Growth Happens Through Healthy Conflict

  1. Share
0 0

Defining Healthy Conflict

If ‘healthy conflict’ sounds a bit like a warm snowstorm, you’re not alone. I thought the same thing the first time I heard the phrase. So, what is it?


Healthy conflict is the middle ground between acting like everything’s fine and attacking someone’s character.


It involves a difference in opinion and a disposition of wanting the best outcome-regardless of being rightUnhealthy conflict may also involve differing opinions but is always characterized by a winner and loser. Unhealthy conflict loses sight of the larger goal and instead zooms in on individual gain or loss.


An example: You’re in a conversation and a disagreement about a specific topic happens. Ten minutes later it ends in an argument about something completely different. Neither you nor the other person knows what the issue is anymore but you both feel unheard and personally attacked.No resolution on the initial topic. Apologies are needed to rebuild trust.


When you care passionately about something, emotion is involved. We’re human. We can’t help it! But we can choose how to direct our emotions when a disagreement happens. And disagreement is commonplace in healthy conflict.

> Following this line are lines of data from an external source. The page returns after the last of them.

//! TOML configuration deserialisation for layered redistribution jobs.

use std::path::{Path, PathBuf};

use anyhow::{Context, Result};
use serde::{Deserialize, Serialize};

/// Top-level job configuration.
#[derive(Debug, Deserialize)]
pub struct JobConfig {
    #[serde(default)]
    pub grid: GridConfig,
    pub matrix: MatrixSpec,
    #[serde(default)]
    pub rhs: RhsConfig,
    #[serde(default)]
    pub scaling: ScalingConfig,
    #[serde(default)]
    pub output: OutputConfig,
}

/// Shape of the layered process grid.
#[derive(Debug, Clone, Copy, Deserialize, Serialize)]
pub struct GridConfig {
    #[serde(default = "default_one")]
    pub nprow: usize,
    #[serde(default = "default_one")]
    pub npcol: usize,
    /// Number of depth layers.
    #[serde(default = "default_one")]
    pub npdep: usize,
}

impl Default for GridConfig {
    fn default() -> Self {
        Self {
            nprow: 1,
            npcol: 1,
            npdep: 1,
        }
    }
}

impl GridConfig {
    pub fn nprocs(&self) -> usize {
        self.nprow * self.npcol * self.npdep
    }
}

/// Where the test matrix comes from.
#[derive(Debug, Clone, Deserialize)]
#[serde(tag = "kind", rename_all = "snake_case")]
pub enum MatrixSpec {
    /// 5-point Laplacian on an `nx x ny` grid.
    Laplacian2d { nx: usize, ny: usize },
    /// Banded matrix whose row magnitudes span `decades` powers of ten.
    GradedBand {
        n: usize,
        #[serde(default = "default_bandwidth")]
        bandwidth: usize,
        #[serde(default = "default_decades")]
        decades: u32,
    },
    /// Matrix Market coordinate file, resolved relative to the job file.
    MatrixMarket { path: PathBuf },
}

/// Right-hand side generation.
#[derive(Debug, Clone, Deserialize)]
pub struct RhsConfig {
    #[serde(default = "default_one")]
    pub nrhs: usize,
    /// Extra rows of padding in each process's leading dimension.
    #[serde(default)]
    pub padding: usize,
}

impl Default for RhsConfig {
    fn default() -> Self {
        Self {
            nrhs: 1,
            padding: 0,
        }
    }
}

/// Equilibration settings.
#[derive(Debug, Clone, Deserialize)]
pub struct ScalingConfig {
    #[serde(default = "default_true")]
    pub enabled: bool,
    /// Radix of the scale factors (default: the floating-point radix, 2).
    #[serde(default = "default_radix")]
    pub radix: f64,
}

impl Default for ScalingConfig {
    fn default() -> Self {
        Self {
            enabled: true,
            radix: default_radix(),
        }
    }
}

/// Output configuration.
#[derive(Debug, Clone, Default, Deserialize)]
pub struct OutputConfig {
    /// Path of the JSON report (default: none, summary only).
    #[serde(default)]
    pub report: Option<PathBuf>,
}

fn default_one() -> usize {
    1
}
fn default_true() -> bool {
    true
}
fn default_bandwidth() -> usize {
    2
}
fn default_decades() -> u32 {
    6
}
fn default_radix() -> f64 {
    2.0
}

impl JobConfig {
    /// Check the settings that TOML types alone cannot express.
    pub fn validate(&self) -> Result<()> {
        let g = &self.grid;
        if g.nprow == 0 || g.npcol == 0 || g.npdep == 0 {
            anyhow::bail!(
                "Grid dimensions must be positive, got {} x {} x {}",
                g.nprow,
                g.npcol,
                g.npdep
            );
        }
        if self.rhs.nrhs == 0 {
            anyhow::bail!("rhs.nrhs must be at least 1");
        }
        if !(self.scaling.radix.is_finite() && self.scaling.radix > 1.0) {
            anyhow::bail!(
                "scaling.radix must be a finite value above 1, got {}",
                self.scaling.radix
            );
        }
        match &self.matrix {
            MatrixSpec::Laplacian2d { nx, ny } if *nx == 0 || *ny == 0 => {
                anyhow::bail!("laplacian2d needs positive nx and ny, got {nx} x {ny}")
            }
            MatrixSpec::GradedBand { n: 0, .. } => anyhow::bail!("graded_band needs n > 0"),
            _ => Ok(()),
        }
    }
}

/// Load, parse and validate a TOML job configuration file.
///
/// A relative Matrix Market path is resolved against the job file's directory.
pub fn load_config(path: &Path) -> Result<JobConfig> {
    let content = std::fs::read_to_string(path)
        .with_context(|| format!("Failed to read job file {}", path.display()))?;
    let mut config: JobConfig = toml::from_str(&content)
        .with_context(|| format!("Failed to parse job file {}", path.display()))?;
    if let MatrixSpec::MatrixMarket { path: mtx } = &mut config.matrix {
        if mtx.is_relative() {
            if let Some(dir) = path.parent() {
                *mtx = dir.join(&*mtx);
            }
        }
    }
    config.validate()?;
    Ok(config)
}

So then how do you keep from ending with apologies? Well, being quick to apologize should always be present. However, a helpful differentiator between the healthy and unhealthy conflict is motive. When the motive behind the conflict starts with or slides into selfishness, then you’re just a heartbeat away from an unhealthy conversation.


Ingredients for unhealthy conflict: pride, quick-witted joking, definitive statements, overuse of "always/never", justifying yourself, and the classic ‘just telling it like it is’ mentality


Ingredients for healthy conflict: humility, thoughtful questions, disagreeing with ideas vs. people, a mindset of “we vs. me, admitting when you’re wrong, and embracing the awkwardness


The following pages will guide you in gaining confidence to implement a vital exercise in your leadership regimen.


Why Healthy Conflict Matters

For most people healthy conflict is counterintuitive and awkward at first, so why even bother? Simply put, your success depends on it.

On page 17 of Business Made Simple Donald Miller says, “All human progress happens by passing through conflict. You cannot climb a mountain, build a bridge, create a community, or grow a business without engaging in and navigating conflict.” He goes on to say, “If you avoid conflict, you will not achieve success.”


Here are a few practical examples of what’s forfeited when conflict is avoided:

  • Direct, honest conversations
  • Employee engagement and ownership
  • Small issues staying small issues
  • Fully vetted ideas
  • Interdepartmental trust being gained
  • A decrease in gossip


Flip it, and that means there’s a ton to gain for your team, your company, and your leadership personally when you engage in healthy conflict.  There is less pressure on you as the leader to hold everyone accountable because the individuals involved are bought in.  There is more productivity because “what’s best for the company” is sought after versus winning an argument.


Why does healthy conflict matter?  Because it brings us together.  It sets us on level ground. It moves us forward.


As the cadence of healthy conflict becomes consistent, you will experience:

  • Effective meetings by answering, “Who does what and by when?”
  • Accuracy in analytics & accountability for something working or not
  • Elevated employee creativity and calculated risk-taking
  • Clarity on ROI goals & what success looks like before launching a new initiative
  • Increased employee morale


Sounds simple, right?  It is simple, but it isn’t easyIt isn’t easy, but it’s totally worth it.


Need more? 

We have over 100 leadership podcasts to aid in your growth.

Check out our YouTube and LinkedIn pages for more encouraging content.  

If you’re looking to take your growth as a leader to the next level, we’ve got you covered. Join the Impact of Leadership Community today!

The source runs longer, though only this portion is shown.